Read this article if you want to know more about Cassandra - to BATCH or not to BATCH

This post is about Cassandra’s batch statements and which kind of batch statements are ok and which not. Often, when batch statements are discussed, it’s not clear if a particular statement refers to single- or multi-partition batches or to both - which is the most important question IMO (you should know why after you’ve read this post).

Instead, it is often differentiated between logged and unlogged batches ([1], [2], [3]). For one thing, logged/unlogged may cause misunderstandings (more on this below). For another thing, unlogged batches (for multiple partitions) are deprecated since Cassandra 2.1.6 ([1], [4], [5]). Therefore I think that the distinction between logged/unlogged is not that (no longer) useful.

In the following I’m describing multi- and single-partition batches: what they provide, what they cost and when it’s ok to use them.

TL;DR: Multi partition batches should only be used to achieve atomicity for a few writes on different tables. Apart from this they should be avoided because they’re too expensive. Single partition batches can be used to get atomicity + isolation, they’re not much more expensive than normal writes.

Definitions

At first, what are single partition and what are multi partition batches?

A single partition BATCH only contains statements with a single partition key. If, for example, we have a table user_tweets with PRIMARY KEY(user_id, tweet_id), then a batch with inserts with user_id=1, tweet_id=1 and user_id=1,tweet_id=2 would target the same partition (on a single node).

A multi partition batch is a BATCH that contains statements with different partition keys. If, for example, we have a table users with PRIMARY KEY(user_id), then a batch with inserts for user_id=1 and user_id=2 would target 2 partitions (which may live on different nodes). The same holds true if a batch contains writes for different tables or even keyspaces: obviously such writes also target different partitions (maybe on different nodes).

Multi Partition Batches

Let’s see what the characteristics of multi partition batches are…

What does a multi partition batch provide?

Atomicity. Nothing more, notably no isolation.

That means that from the writers point of view all or nothing gets written (atomicity). But other clients can see the first write (insert/update/delete) before other writes from the batch are applied (no isolation).

What does a multi partition batch cost?

Let me just quote Christopher Batey, because he has summarized this very well in his post “Cassandra anti-pattern: Logged batches” [3]:

Cassandra [is first] writing all the statements to a batch log. That batch log is replicated to two other nodes in case the coordinator fails. If the coordinator fails then another replica for the batch log will take over. [..] The coordinator has to do a lot more work than any other node in the cluster.
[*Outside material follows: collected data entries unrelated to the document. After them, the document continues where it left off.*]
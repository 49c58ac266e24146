use std::cmp::Ordering;

use log::info;

use crate::charts::{value_axis, ChartSize};
use crate::features::MasterTable;
use crate::scale::Scale;
use crate::scene::{Anchor, Class, PlotArea, Scene, SceneBuilder, SceneStyle};
use crate::stats::group_means;

const MARGIN: f64 = 80.0;
const BAR_FILL: f64 = 0.6;

#[derive(Debug, Clone, PartialEq)]
pub struct RankedBar {
    pub geo: String,
    pub mean: f64,
    pub n: usize,
}

/// Geographies ranked by their mean value of one variable, highest first.
#[derive(Debug, Clone, PartialEq)]
pub struct RankedBars {
    pub variable: String,
    pub min_observations: usize,
    pub bars: Vec<RankedBar>,
}

impl RankedBars {
    /// Geographies with fewer than `min_observations` present values are left out.
    pub fn from_master(
        master: &MasterTable,
        variable: &str,
        min_observations: usize,
        top_k: usize,
    ) -> Option<Self> {
        let mut bars: Vec<RankedBar> = group_means(&master.group_by_geo(variable), min_observations)
            .into_iter()
            .map(|(geo, mean, n)| RankedBar { geo, mean, n })
            .collect();
        bars.sort_by(|a, b| {
            b.mean
                .partial_cmp(&a.mean)
                .unwrap_or(Ordering::Equal)
                .then_with(|| a.geo.cmp(&b.geo))
        });
        bars.truncate(top_k);

        if bars.is_empty() {
            info!(
                "no geography has {} values of {}; skipping ranked bars",
                min_observations, variable
            );
            return None;
        }
        Some(Self {
            variable: variable.to_string(),
            min_observations,
            bars,
        })
    }

    pub fn max_mean(&self) -> f64 {
        self.bars.iter().map(|b| b.mean).fold(f64::NEG_INFINITY, f64::max)
    }

    pub fn render(&self, size: ChartSize, style: &SceneStyle) -> Scene {
        let area = PlotArea::inset(size.width, size.height, MARGIN);
        let y = Scale::new((0.0, self.max_mean()), area.y_range());
        let slot = area.width() / self.bars.len() as f64;
        let bar_width = slot * BAR_FILL;

        let mut b = SceneBuilder::new(size.width, size.height, style.clone());
        b.axes(&area);
        value_axis(&mut b, &area, &y);

        for (i, bar) in self.bars.iter().enumerate() {
            let cx = area.left + (i as f64 + 0.5) * slot;
            let top = y.map(bar.mean);
            b.bar(cx, bar_width, top, area.bottom)
                .x_tick(&area, cx, &bar.geo)
                .text(cx, top.min(area.bottom) - 6.0, &format!("{:.1}", bar.mean), Class::Tick, Anchor::Middle);
        }

        b.text(
            area.left,
            size.height as f64 - 20.0,
            &format!("Geographies with at least {} observations", self.min_observations),
            Class::Note,
            Anchor::Start,
        )
        .title(&format!("Top countries by mean {}", self.variable));
        b.finish()
    }
}

#[cfg(test)]
mod tests {
    use super::*;
    use crate::charts::test_support::master;
    use crate::scene::Primitive;

    fn rows(geo: &'static str, values: &[&'static str]) -> Vec<(&'static str, &'static str, &'static str, &'static str, &'static str)> {
        const YEARS: [&str; 8] = ["2015", "2016", "2017", "2018", "2019", "2020", "2021", "2022"];
        values
            .iter()
            .zip(YEARS)
            .map(|(v, y)| (geo, y, "GRTL", "NR", *v))
            .collect()
    }

    fn sample() -> MasterTable {
        let mut all = rows("DE", &["1", "2", "3", "4", "5"]);
        all.extend(rows("FR", &["9", "9", "9"]));
        all.extend(rows("IT", &["6", "6", "6", "6", "6"]));
        all.extend(rows("AT", &["3", "3", "3", "3", "3"]));
        master(&all)
    }

    #[test]
    fn test_threshold_excludes_sparse_geo() {
        let ranked = RankedBars::from_master(&sample(), "GRTL_NR", 5, 10).unwrap();
        let geos: Vec<&str> = ranked.bars.iter().map(|b| b.geo.as_str()).collect();
        // FR has the highest mean but only 3 observations.
        assert_eq!(geos, vec!["IT", "AT", "DE"]);
        assert_eq!(ranked.bars[0].n, 5);
    }

    #[test]
    fn test_ties_broken_by_geo() {
        let ranked = RankedBars::from_master(&sample(), "GRTL_NR", 5, 10).unwrap();
        // AT and DE both average 3.0.
        assert_eq!(ranked.bars[1].mean, ranked.bars[2].mean);
        assert!(ranked.bars[1].geo < ranked.bars[2].geo);
    }

    #[test]
    fn test_top_k_truncates() {
        let ranked = RankedBars::from_master(&sample(), "GRTL_NR", 3, 2).unwrap();
        let geos: Vec<&str> = ranked.bars.iter().map(|b| b.geo.as_str()).collect();
        assert_eq!(geos, vec!["FR", "IT"]);
    }

    #[test]
    fn test_nothing_above_threshold() {
        assert!(RankedBars::from_master(&sample(), "GRTL_NR", 6, 10).is_none());
    }

    #[test]
    fn test_bar_geometry() {
        let ranked = RankedBars::from_master(&sample(), "GRTL_NR", 5, 10).unwrap();
        let scene = ranked.render(ChartSize::new(720, 420), &SceneStyle::default());
        let bars: Vec<(f64, f64, f64, f64)> = scene
            .primitives
            .iter()
            .filter_map(|p| match p {
                Primitive::Rect { x, y, width, height, class: Some(Class::Bar), .. } => {
                    Some((*x, *y, *width, *height))
                }
                _ => None,
            })
            .collect();
        assert_eq!(bars.len(), 3);
        // Plot area 80..640 split into three slots of ~186.7px.
        let slot = 560.0 / 3.0;
        assert!((bars[0].0 - (80.0 + slot * 0.2)).abs() < 1e-9);
        assert!((bars[0].2 - slot * 0.6).abs() < 1e-9);
        // The tallest bar reaches the top of the plot area.
        assert_eq!(bars[0].1, 80.0);
        assert_eq!(bars[0].3, 260.0);
        assert!(bars[1].3 < bars[0].3);
        assert_eq!(scene.count_class(Class::Note), 1);
    }
}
Again, in bullets what has to be done:

serialize the batch statements
write the serialized batch to the batch log system table
replicate of this serialized batch to 2 nodes
coordinate writes to nodes holding the different partitions
on success remove the serialized batch from the batch log (also on the 2 replicas)

Here’s an image (from Christopher Batey’s blog post) that visualizes this for a batch with 8 insert statements for different partitions (equally distributed across nodes) in a 8 node cluster:

And this does even not show arrows for responses and batch log cleanup (between the coordinator and batch log replicas).

Hopefully it’s clear that such a multi partition batch is very expensive!

What are the limitations of multi partition batches?

Cassandra by default logs warnings for batches > 5kb and fails/refuses batches > 50kb, according to the configuration of batch_size_{warn|fail}_threshold_in_kb ([7], [8]).

When should you use logged / multi partition batches?

Usually - just don’t!

When you’re writing to multiple partitions you should prefer multiple async writes, as described in “Cassandra: Batch loading without the Batch keyword” [9].

Multi partition batches can be used when atomicity / consistency across tables is needed - in such cases very small “logged” batches are fine.

But imagine a situation where you’re writing to two tables users (PK: id) and users_by_username (PK: username) in the context of a “batch” job (e.g. data import/replication, housekeeping, whatever). Then maybe tens of thousands of records might be updated in a very short time. In such a case I’d also prefer two async writes for each user (plus appropriate failure handling) because I’d consider batches too expensive in this case.

Single Partition Batches

Now let’s see what the characteristics of single partition batches are…

What does a single partition batch provide?

Atomicity + isolation.

That means that all or nothing gets written. Other clients don’t see partial updates, but only all of them after they’ve been applied.

Single partition batches (compared to multiple async statements) save network round-trips between the client and the server and therefore may improve throughput.

What does a single partition batch cost?

There’s no batch log written for single partition batches. The coordinator doesn’t have any extra work (as for multi partition writes) because everything goes into a single partition. Single partition batches are optimized: they are applied with a single RowMutation [10].

In a few words: single partition batches don’t put much more load on the server than normal writes.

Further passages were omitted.